Turn Up Towers above fog, which forms a miasmic pool at the feet of the groaning keep. The greater elevation provided by the situation on a hilltop helps the effect of course. Procrastination being my watchword, I noted that shortly we would move beyond the ripe and into the rot, and that this season I had completely skipped the raw. Inadvertence is a strange bedfellow! Her cousin, Miss Adventure, had even avoided collusion with the raw. I gaze out upon the specially-bred spindle-shanks dahlias, 12 feet tall this year, and admire their orange and red bomb-burst forms above the shifting shroud that hides the ground. They look like a black and white photograph, with one or two brilliantly-coloured highlights, like Ed Mustafic’s famous orange in an otherwise black and white bowl of fruit.
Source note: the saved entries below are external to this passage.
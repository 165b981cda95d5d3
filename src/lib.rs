//! Fintrack is a web app for tracking personal income and expenses.
//!
//! Users sign in (email/password or Google), record transactions into two
//! collections (incomes and expenses), and view a dashboard with totals, a
//! month-to-date chart, and a filterable transaction table. Every signed-in
//! view reads from a live, merged mirror of both collections that is kept
//! current as the store changes.
//!
//! This library provides a server that directly serves HTML pages.

#![warn(missing_docs)]

use std::{net::SocketAddr, time::Duration};

use axum::{
    http::StatusCode,
    response::{IntoResponse, Response},
};
use axum_server::Handle;
use tokio::signal;

mod alert;
mod app_state;
mod auth;
mod dashboard;
mod endpoints;
mod html;
mod navigation;
mod not_found;
mod routing;
mod session;
mod store;
mod transaction;

#[cfg(test)]
mod test_utils;

pub use app_state::AppState;
pub use auth::{
    GoogleOAuth, NewUser, PasswordHash, User, UserID, ValidatedPassword, create_user,
    get_user_by_email, get_user_by_id,
};
pub use routing::build_router;
pub use session::{GateEffect, Session, SessionCallback, SessionGate, SessionHub, SessionObserver};
pub use store::{
    Collection, DocumentId, DocumentStore, SnapshotCallback, Subscription, TransactionDraft,
    TransactionRecord, initialize as initialize_db,
};
pub use transaction::{
    CategoryFilter, DateOrder, DayTotals, FeedManager, SeriesPoint, Transaction, TransactionFeed,
    TransactionKind, apply_snapshot, dense_month_series, filter_and_sort, group_by_date,
    net_balance, total_by_kind,
};

use crate::alert::alert_error;
use crate::html::render;

/// An async task that waits for either the ctrl+c or terminate signal,
/// whichever comes first, and then signals the server to shut down gracefully.
///
/// `handle` is a handle to an Axum `Server`.
pub async fn graceful_shutdown(handle: Handle<SocketAddr>) {
    let ctrl_c = async {
        signal::ctrl_c()
            .await
            .expect("failed to install Ctrl+C handler");
    };

    #[cfg(unix)]
    let terminate = async {
        signal::unix::signal(signal::unix::SignalKind::terminate())
            .expect("failed to install signal handler")
            .recv()
            .await;
    };

    #[cfg(not(unix))]
    let terminate = std::future::pending::<()>();

    tokio::select! {
        _ = ctrl_c => {
            tracing::debug!("Received ctrl+c signal.");
            handle.graceful_shutdown(Some(Duration::from_secs(1)));
        },
        _ = terminate => {
            tracing::debug!("Received terminate signal.");
            handle.graceful_shutdown(Some(Duration::from_secs(1)));
        },
    }
}

/// The errors that may occur during sign-up, sign-in, and sign-out.
///
/// These are caught at the form boundary and rendered as an inline alert; the
/// form stays on screen with the entered values intact.
#[derive(Debug, thiserror::Error, PartialEq)]
pub enum AuthError {
    /// The email/password combination did not match a known user.
    #[error("invalid email or password")]
    InvalidCredentials,

    /// The email is already registered to another account.
    #[error("the email \"{0}\" is already registered")]
    DuplicateEmail(String),

    /// The user provided a password that is too easy to guess.
    #[error("password is too weak: {0}")]
    TooWeak(String),

    /// The auth token cookie is missing from the cookie jar in the request.
    #[error("no auth cookie in the cookie jar")]
    CookieMissing,

    /// The auth token could not be parsed, or it has expired.
    #[error("the session token is invalid or expired")]
    InvalidToken,

    /// The OAuth sign-in flow failed or was cancelled.
    ///
    /// The string describes the failing step for the server logs. Clients
    /// only see a generic message.
    #[error("OAuth sign-in failed: {0}")]
    OAuthFailed(String),

    /// An unexpected error occurred with the underlying hashing library.
    ///
    /// The error string should only be logged for debugging on the server.
    #[error("hashing failed: {0}")]
    HashingError(String),
}

impl IntoResponse for AuthError {
    fn into_response(self) -> Response {
        match self {
            AuthError::InvalidCredentials | AuthError::CookieMissing | AuthError::InvalidToken => {
                render(
                    StatusCode::UNAUTHORIZED,
                    alert_error("Not signed in", "Sign in to continue."),
                )
            }
            error => {
                tracing::error!("an unexpected auth error occurred: {error}");
                render(
                    StatusCode::INTERNAL_SERVER_ERROR,
                    alert_error(
                        "Something went wrong",
                        "An unexpected error occurred, check the server logs for more details.",
                    ),
                )
            }
        }
    }
}

/// The errors that may occur when creating, updating, or deleting a
/// transaction record.
#[derive(Debug, thiserror::Error, PartialEq)]
pub enum WriteError {
    /// A mutation was attempted without an active session.
    #[error("no active session")]
    NoSession,

    /// The record could not be found for the signed-in owner.
    ///
    /// Also returned when the record exists but belongs to someone else, so
    /// the response does not reveal other users' records.
    #[error("the record could not be found")]
    NotFound,

    /// The amount was negative or not a number.
    ///
    /// Amounts are stored as magnitudes; the sign is implied by whether the
    /// record is an income or an expense.
    #[error("{0} is not a valid amount")]
    InvalidAmount(f64),

    /// The store rejected the write.
    #[error("the store rejected the write: {0}")]
    Rejected(String),

    /// The database connection lock could not be acquired.
    #[error("could not acquire the database lock")]
    StoreUnavailable,
}

impl From<rusqlite::Error> for WriteError {
    fn from(value: rusqlite::Error) -> Self {
        match value {
            rusqlite::Error::QueryReturnedNoRows => WriteError::NotFound,
            error => {
                tracing::error!("an unhandled SQL error occurred: {error}");
                WriteError::Rejected(error.to_string())
            }
        }
    }
}

impl IntoResponse for WriteError {
    fn into_response(self) -> Response {
        match self {
            WriteError::NoSession => render(
                StatusCode::UNAUTHORIZED,
                alert_error("Not signed in", "Sign in again to save your changes."),
            ),
            WriteError::NotFound => render(
                StatusCode::NOT_FOUND,
                alert_error(
                    "Record not found",
                    "The transaction could not be found. Try refreshing the \
                    page to see if it has already been deleted.",
                ),
            ),
            WriteError::InvalidAmount(amount) => render(
                StatusCode::BAD_REQUEST,
                alert_error(
                    "Invalid amount",
                    &format!("{amount} is not a valid amount. Enter a number of at least zero."),
                ),
            ),
            error => {
                tracing::error!("an unexpected write error occurred: {error}");
                render(
                    StatusCode::INTERNAL_SERVER_ERROR,
                    alert_error(
                        "Something went wrong",
                        "An unexpected error occurred, check the server logs for more details.",
                    ),
                )
            }
        }
    }
}

/// The errors that may occur when establishing a live query.
///
/// Subscription failures never take the app down: callers log the error and
/// keep showing the last consistent data. There is no automatic reconnect; a
/// fresh page load re-subscribes.
#[derive(Debug, thiserror::Error, PartialEq)]
pub enum SubscriptionError {
    /// The initial snapshot query failed.
    #[error("live query could not be established: {0}")]
    Establish(String),

    /// The database connection lock could not be acquired.
    #[error("could not acquire the database lock")]
    StoreUnavailable,
}

impl From<rusqlite::Error> for SubscriptionError {
    fn from(value: rusqlite::Error) -> Self {
        SubscriptionError::Establish(value.to_string())
    }
}
//! Chart generation and rendering for the dashboard.
//!
//! The overview chart plots income against expenses for every day of the
//! current month. It consumes the dense calendar series directly, so days
//! without transactions render as zero instead of gaps. The chart is
//! generated as JSON configuration for the ECharts library and rendered with
//! an HTML container and JavaScript initialization code.

use charming::{
    Chart,
    component::{Axis, Grid, Legend, Title},
    element::{
        AxisLabel, AxisPointer, AxisPointerType, AxisType, JsFunction, Tooltip, Trigger,
    },
    series::Line,
};
use maud::{Markup, PreEscaped, html};

use crate::{html::HeadElement, transaction::SeriesPoint};

/// A dashboard chart with its HTML container ID and ECharts configuration.
pub(super) struct DashboardChart {
    /// The HTML element ID to use for the chart (kebab-case)
    pub id: &'static str,
    /// The ECharts configuration as a JSON string
    pub options: String,
}

/// Renders the HTML container for a dashboard chart.
pub(super) fn chart_view(chart: &DashboardChart) -> Markup {
    html!(
        div
            id=(chart.id)
            class="min-h-[380px] rounded dark:bg-gray-100"
        {}
    )
}

/// Generates JavaScript initialization code for a dashboard chart.
///
/// Creates a script that initializes the ECharts instance with dark mode
/// support and responsive resizing.
pub(super) fn chart_script(chart: &DashboardChart) -> HeadElement {
    let script_content = format!(
        r#"(function() {{
            const chartDom = document.getElementById("{}");
            const chart = echarts.init(chartDom);
            const option = {};
            chart.setOption(option);

            window.addEventListener('resize', chart.resize);

            const darkModeMediaQuery = window.matchMedia('(prefers-color-scheme: dark)');
            const updateTheme = () => {{
                const isDarkMode = darkModeMediaQuery.matches;
                chart.setTheme(isDarkMode ? 'dark' : 'default');
            }}
            darkModeMediaQuery.addEventListener('change', updateTheme);
            updateTheme();
        }})();"#,
        chart.id, chart.options
    );

    let wrapped_script = format!(
        "document.addEventListener('DOMContentLoaded', function() {{\n{script_content}\n}});"
    );

    HeadElement::ScriptSource(PreEscaped(wrapped_script))
}

/// The income-vs-expense line chart over the dense series of the current
/// month.
pub(super) fn month_overview_chart(series: &[SeriesPoint]) -> Chart {
    let labels: Vec<String> = series.iter().map(|point| point.date.to_string()).collect();
    let income: Vec<f64> = series.iter().map(|point| point.income).collect();
    let expense: Vec<f64> = series.iter().map(|point| point.expense).collect();

    Chart::new()
        .title(Title::new().text("Transaction Overview").subtext("This month"))
        .tooltip(currency_tooltip())
        .legend(Legend::new().left(250).top("1%"))
        .grid(
            Grid::new()
                .left("3%")
                .right("4%")
                .bottom("3%")
                .contain_label(true),
        )
        .x_axis(Axis::new().type_(AxisType::Category).data(labels))
        .y_axis(
            Axis::new()
                .type_(AxisType::Value)
                .axis_label(AxisLabel::new().formatter(currency_formatter())),
        )
        .series(Line::new().name("Income").data(income))
        .series(Line::new().name("Expense").data(expense))
}

#[inline]
fn currency_formatter() -> JsFunction {
    JsFunction::new_with_args(
        "number",
        "const currencyFormatter = new Intl.NumberFormat('en-US', {
              style: 'currency',
              currency: 'USD'
            });
            return (number) ? currencyFormatter.format(number) : \"-\";",
    )
}

/// Creates a tooltip configuration for currency values
fn currency_tooltip() -> Tooltip {
    Tooltip::new()
        .trigger(Trigger::Axis)
        .value_formatter(currency_formatter())
        .axis_pointer(AxisPointer::new().type_(AxisPointerType::Shadow))
}
// Copyright 2025, Offchain Labs, Inc.
// For licensing, see https://github.com/OffchainLabs/stylus-sdk-rs/blob/main/licenses/COPYRIGHT.md

//! CLI for `dschool-deploy`.

use std::process::ExitCode;

use clap::Parser;

mod common_args;
mod constants;
mod deploy;
mod error;
mod utils;

#[derive(Debug, Parser)]
#[command(name = "dschool-deploy")]
#[command(author = "Offchain Labs, Inc.")]
#[command(about = "Deploy the DSCHOOL marketplace and course-token contracts", long_about = None)]
#[command(version)]
struct Args {
    #[command(flatten)]
    deploy: deploy::DeployArgs,

    /// Whether to print debug info.
    #[arg(long, global = true)]
    verbose: bool,
}

fn main() -> ExitCode {
    let args = Args::parse();

    let log_level = if args.verbose {
        log::Level::Debug
    } else {
        log::Level::Info
    };
    if let Err(err) = simple_logger::init_with_level(log_level) {
        utils::print_error(err);
        return ExitCode::FAILURE;
    }

    // Build async runtime and block on the deployment
    let result = tokio::runtime::Builder::new_multi_thread()
        .enable_all()
        .build()
        .map_err(Into::into)
        .and_then(|rt| rt.block_on(deploy::exec(args.deploy)));

    // Report any error and return proper exit code
    match result {
        Ok(status) => status.into(),
        Err(err) => {
            utils::print_error(&err);
            err.exit_code()
        }
    }
}
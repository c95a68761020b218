// Copyright 2025, Offchain Labs, Inc.
// For licensing, see https://github.com/OffchainLabs/stylus-sdk-rs/blob/main/licenses/COPYRIGHT.md

use std::{fs, path::PathBuf};

use alloy::{
    primitives::B256,
    signers::local::{LocalSigner, PrivateKeySigner},
};
use dschool_tools::{
    core::{artifact::DEFAULT_ARTIFACTS_DIR, network::NetworkConfig},
    utils::{convert_gwei_to_wei, FeeError},
};
use eyre::{eyre, Context};

use crate::{
    constants::{DEFAULT_ENDPOINT, ENDPOINT_ENV, PRIVATE_KEY_ENV},
    utils::decode0x,
};

#[derive(Debug, clap::Args)]
pub struct AuthArgs {
    /// File path to a text file containing a hex-encoded private key
    #[arg(long)]
    private_key_path: Option<PathBuf>,
    /// Private key as a hex string. Warning: this exposes your key to shell history
    #[arg(long, env = PRIVATE_KEY_ENV, hide_env_values = true)]
    private_key: Option<String>,
    /// Path to an Ethereum wallet keystore file (e.g. clef)
    #[arg(long)]
    keystore_path: Option<String>,
    /// Keystore password file
    #[arg(long)]
    keystore_password_path: Option<PathBuf>,
    /// Optional max fee per gas in gwei units.
    #[arg(long, allow_hyphen_values = true)]
    max_fee_per_gas_gwei: Option<String>,
}

impl AuthArgs {
    /// Builds the signer from the first wallet source given.
    pub fn build_signer(&self) -> eyre::Result<PrivateKeySigner> {
        if let Some(key) = &self.private_key {
            if key.is_empty() {
                return Err(eyre!("empty private key"));
            }
            return signer_from_hex(key);
        }

        if let Some(file) = &self.private_key_path {
            let key = fs::read_to_string(file).wrap_err("could not open private key file")?;
            return signer_from_hex(&key);
        }

        let keystore = self.keystore_path.as_ref().ok_or(eyre!(
            "no wallet given: pass --private-key, --private-key-path or --keystore-path"
        ))?;
        let password = self
            .keystore_password_path
            .as_ref()
            .map(fs::read_to_string)
            .unwrap_or(Ok("".into()))?;

        Ok(LocalSigner::decrypt_keystore(keystore, password)?)
    }

    pub fn get_max_fee_per_gas_wei(&self) -> Result<Option<u128>, FeeError> {
        self.max_fee_per_gas_gwei
            .as_ref()
            .map(|fee_str| convert_gwei_to_wei(fee_str))
            .transpose()
    }
}

fn signer_from_hex(key: &str) -> eyre::Result<PrivateKeySigner> {
    let bytes = decode0x(key).wrap_err("private key is not valid hex")?;
    let priv_key_bytes = B256::try_from(bytes.as_slice())
        .map_err(|_| eyre!("private key must be 32 bytes, got {}", bytes.len()))?;
    Ok(PrivateKeySigner::from_bytes(&priv_key_bytes)?)
}

#[derive(Debug, clap::Args)]
pub struct ProviderArgs {
    /// RPC endpoint of the chain to deploy to
    #[arg(short, long, env = ENDPOINT_ENV, default_value = DEFAULT_ENDPOINT)]
    pub endpoint: String,
    /// Number of blocks to wait for before a deployment counts as confirmed
    #[arg(long, default_value_t = 1)]
    pub confirmations: u64,
}

impl ProviderArgs {
    pub fn config(&self, auth: &AuthArgs) -> eyre::Result<NetworkConfig> {
        let mut config = NetworkConfig::new(&self.endpoint, auth.build_signer()?);
        config.max_fee_per_gas_wei = auth.get_max_fee_per_gas_wei()?;
        config.confirmations = self.confirmations;
        Ok(config)
    }
}

#[derive(Debug, clap::Args)]
pub struct OutputArgs {
    /// Directory holding the compiled contract artifacts
    #[arg(long, default_value = DEFAULT_ARTIFACTS_DIR)]
    pub artifacts: PathBuf,
    /// Write the deployed addresses as JSON to this file
    #[arg(short, long)]
    pub output: Option<PathBuf>,
}
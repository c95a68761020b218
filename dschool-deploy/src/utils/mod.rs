// Copyright 2025, Offchain Labs, Inc.
// For licensing, see https://github.com/OffchainLabs/stylus-sdk-rs/blob/main/licenses/COPYRIGHT.md

use std::fmt::Display;

use anstyle::{AnsiColor, Effects, Style};

const BOLD: Style = Style::new().effects(Effects::BOLD);
const ERROR: Style = AnsiColor::Red.on_default().effects(Effects::BOLD);

pub fn decode0x(text: impl AsRef<str>) -> eyre::Result<Vec<u8>> {
    let text = text.as_ref();
    let text = text.trim();
    let text = text.strip_prefix("0x").unwrap_or(text);
    Ok(hex::decode(text)?)
}

pub fn print_error(err: impl Display) {
    eprintln!("{ERROR}error{ERROR:#}{BOLD}:{BOLD:#} {err}");
}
A mysterious call from Orville Quantock, long silent. The urgency in his rasping voice persuaded me to roll out the car and recklessly agree to collect him from a disused railway halt, long abandoned to weeds and the ghosts of weeds.

Mist almost amounting to fog the last two mornings, a deep, swirling, allegorical fog. The tide of the year is changing. Strange beasts become active at the edges of perception, in defiance of reason itself. The engine seems to stutter as I clatter in the old charabanc across the bridge that leads away from familiarity. The radio falls silent. I catch sudden sight of a phalanx of five leeches moving across the moistened surface of the passenger side window. Is it just my imagination that seizes upon the indescribable horror of their constantly moving mouths? What is it they say?